The present invention relates to the technical field of visual inspection. Specifically provided are a three-dimensional object detection method, a computer device, a storage medium, and a vehicle, which aim to solve the problem of improving the accuracy of object detection. To this end, the method in the present invention comprises: performing object detection on a two-dimensional image by means of a three-dimensional object detection model, so as to acquire three-dimensional information of an object to be detected in the two-dimensional image.
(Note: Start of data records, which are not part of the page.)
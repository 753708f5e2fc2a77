//! Logger construction on top of `tracing-subscriber`.
//!
//! Production deployments log JSON at `info`; every other environment gets
//! human-readable output at `debug`. `RUST_LOG` always wins over the
//! configured level.

use crate::{PlatformError, PlatformResult, env::optional_env};
use tracing_subscriber::{EnvFilter, layer::SubscriberExt, util::SubscriberInitExt};

/// Deployment environment, read from `ENVIRONMENT`.
#[derive(Debug, Clone, Copy, PartialEq, Eq, Default)]
pub enum Environment {
    /// Local and integration environments
    #[default]
    Development,
    /// Production
    Production,
}

impl Environment {
    /// Parse an environment name. Anything other than `production` is
    /// treated as development.
    #[must_use]
    pub fn parse(name: &str) -> Self {
        if name.trim().eq_ignore_ascii_case("production") {
            Self::Production
        } else {
            Self::Development
        }
    }

    /// Environment name as logged.
    #[must_use]
    pub const fn as_str(&self) -> &'static str {
        match self {
            Self::Development => "development",
            Self::Production => "production",
        }
    }
}

/// Tracing configuration.
#[derive(Debug, Clone)]
pub struct TracingConfig {
    /// Service name attached to startup logs
    pub service_name: String,
    /// Log level filter
    pub log_level: String,
    /// Whether to output JSON format
    pub json_output: bool,
    /// Deployment environment
    pub environment: Environment,
}

impl Default for TracingConfig {
    fn default() -> Self {
        Self::for_environment(Environment::Development)
    }
}

impl TracingConfig {
    /// Preset for the given environment.
    #[must_use]
    pub fn for_environment(environment: Environment) -> Self {
        let (log_level, json_output) = match environment {
            Environment::Production => ("info", true),
            Environment::Development => ("debug", false),
        };

        Self {
            service_name: "rust-service".to_string(),
            log_level: log_level.to_string(),
            json_output,
            environment,
        }
    }

    /// Build from `ENVIRONMENT`, `LOG_LEVEL` and `SERVICE_NAME`.
    #[must_use]
    pub fn from_env() -> Self {
        Self::from_lookup(crate::env::process_env)
    }

    /// Build from an arbitrary variable lookup.
    #[must_use]
    pub fn from_lookup<F>(lookup: F) -> Self
    where
        F: Fn(&str) -> Option<String>,
    {
        let environment = optional_env(&lookup, "ENVIRONMENT")
            .map(|name| Environment::parse(&name))
            .unwrap_or_default();

        let mut config = Self::for_environment(environment);
        if let Some(level) = optional_env(&lookup, "LOG_LEVEL") {
            config.log_level = level;
        }
        if let Some(name) = optional_env(&lookup, "SERVICE_NAME") {
            config.service_name = name;
        }
        config
    }

    /// Create config with custom service name.
    #[must_use]
    pub fn with_service_name(mut self, name: impl Into<String>) -> Self {
        self.service_name = name.into();
        self
    }

    /// Create config with custom log level.
    #[must_use]
    pub fn with_log_level(mut self, level: impl Into<String>) -> Self {
        self.log_level = level.into();
        self
    }

    /// Enable JSON output.
    #[must_use]
    pub const fn with_json_output(mut self) -> Self {
        self.json_output = true;
        self
    }
}

/// Initialize tracing with the given configuration.
///
/// Installs the global subscriber. Should be called once at application
/// startup.
///
/// # Errors
///
/// Returns [`PlatformError::Internal`] if a global subscriber is already set.
pub fn init_tracing(config: &TracingConfig) -> PlatformResult<()> {
    let filter =
        EnvFilter::try_from_default_env().unwrap_or_else(|_| EnvFilter::new(&config.log_level));

    let result = if config.json_output {
        tracing_subscriber::registry()
            .with(filter)
            .with(tracing_subscriber::fmt::layer().json())
            .try_init()
    } else {
        tracing_subscriber::registry()
            .with(filter)
            .with(tracing_subscriber::fmt::layer())
            .try_init()
    };
    result.map_err(|e| PlatformError::internal(format!("tracing already initialized: {e}")))?;

    tracing::info!(
        service = %config.service_name,
        environment = config.environment.as_str(),
        level = %config.log_level,
        "Logger initialized"
    );
    Ok(())
}

#[cfg(test)]
mod tests {
    use super::*;

    #[test]
    fn test_default_config() {
        let config = TracingConfig::default();
        assert_eq!(config.service_name, "rust-service");
        assert_eq!(config.log_level, "debug");
        assert!(!config.json_output);
        assert_eq!(config.environment, Environment::Development);
    }

    #[test]
    fn test_production_preset() {
        let config = TracingConfig::for_environment(Environment::Production);
        assert_eq!(config.log_level, "info");
        assert!(config.json_output);
    }

    #[test]
    fn test_environment_parsing() {
        assert_eq!(Environment::parse("production"), Environment::Production);
        assert_eq!(Environment::parse("PRODUCTION"), Environment::Production);
        assert_eq!(Environment::parse("sit"), Environment::Development);
        assert_eq!(Environment::parse(""), Environment::Development);
    }

    #[test]
    fn test_from_lookup() {
        let config = TracingConfig::from_lookup(|name| match name {
            "ENVIRONMENT" => Some("production".to_string()),
            "LOG_LEVEL" => Some("warn".to_string()),
            "SERVICE_NAME" => Some("orders".to_string()),
            _ => None,
        });

        assert_eq!(config.environment, Environment::Production);
        assert_eq!(config.log_level, "warn");
        assert_eq!(config.service_name, "orders");
        assert!(config.json_output);
    }

    #[test]
    fn test_config_builder() {
        let config = TracingConfig::default()
            .with_service_name("my-service")
            .with_log_level("trace")
            .with_json_output();

        assert_eq!(config.service_name, "my-service");
        assert_eq!(config.log_level, "trace");
        assert!(config.json_output);
    }

    #[test]
    fn test_second_init_is_an_error() {
        let config = TracingConfig::default();
        // Another test in this binary may have installed the subscriber first.
        let _ = init_tracing(&config);
        assert!(init_tracing(&config).is_err());
    }
}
The three-dimensional object detection model is obtained by means of performing training in the following manner: performing object detection on a two-dimensional image sample by means of a three-dimensional object detection model to be trained, so as to acquire two-dimensional detection information and three-dimensional prediction information of an object sample in the two-dimensional image sample; projecting the three-dimensional prediction information, so as to obtain two-dimensional projection information; and according to the two-dimensional detection information and the two-dimensional projection information and by using a two-dimensional information consistency loss function, performing model training on the three-dimensional object detection model to be trained, so as to obtain a trained three-dimensional object detection model. In this way, both a close-range object and a long-range object can be detected.

Description

三维目标检测方法、计算机设备、存储介质及车辆Three-dimensional target detection methods, computer equipment, storage media and vehicles
本申请要求2022年06月28日提交的、发明名称为“三维目标检测方法、计算机设备、存储介质及车辆”的中国专利申请CN115205846A的优先权,上述中国专利申请的全部内容通过引用并入本申请中。This application claims priority to Chinese patent application CN115205846A, which was submitted on June 28, 2022 and has an invention title of "Three-dimensional target detection method, computer equipment, storage medium and vehicle". The entire content of the above Chinese patent application is incorporated by reference into this document. Applying.
技术领域Technical field
本发明涉及视觉检测技术领域,具体提供一种三维目标检测方法、计算机设备、存储介质及车辆。The invention relates to the field of visual detection technology, and specifically provides a three-dimensional target detection method, computer equipment, storage media and vehicles.
背景技术Background technique
为了提高对二维图像进行三维目标检测的准确性,通常会采用激光雷达和摄像机联合标定的方法获取三维目标的位置等三维信息,将这些信息作为包含上述三维目标的二维图像样本的标签,进而使用二维图像样本及其标签对三维目标检测模型进行模型训练,采用训练好的三维目标检测模型对二维图像进行三维目标检测。然而,激光雷达的探测距离通常比较小,只能获取近距离目标的位置等三维信息,从而导致上述方法仅能够对近距离的三维目标进行准确检测,而无法对远距离的三维目标进行准确检测。In order to improve the accuracy of 3D target detection on 2D images, the joint calibration method of lidar and camera is usually used to obtain 3D information such as the position of the 3D target, and this information is used as the label of the 2D image sample containing the above 3D target. Then, the two-dimensional image samples and their labels are used to perform model training on the three-dimensional target detection model, and the trained three-dimensional target detection model is used to perform three-dimensional target detection on the two-dimensional image. However, the detection range of lidar is usually relatively small, and it can only obtain three-dimensional information such as the location of close targets. As a result, the above method can only accurately detect three-dimensional targets at close range, but cannot accurately detect three-dimensional targets at long distances. .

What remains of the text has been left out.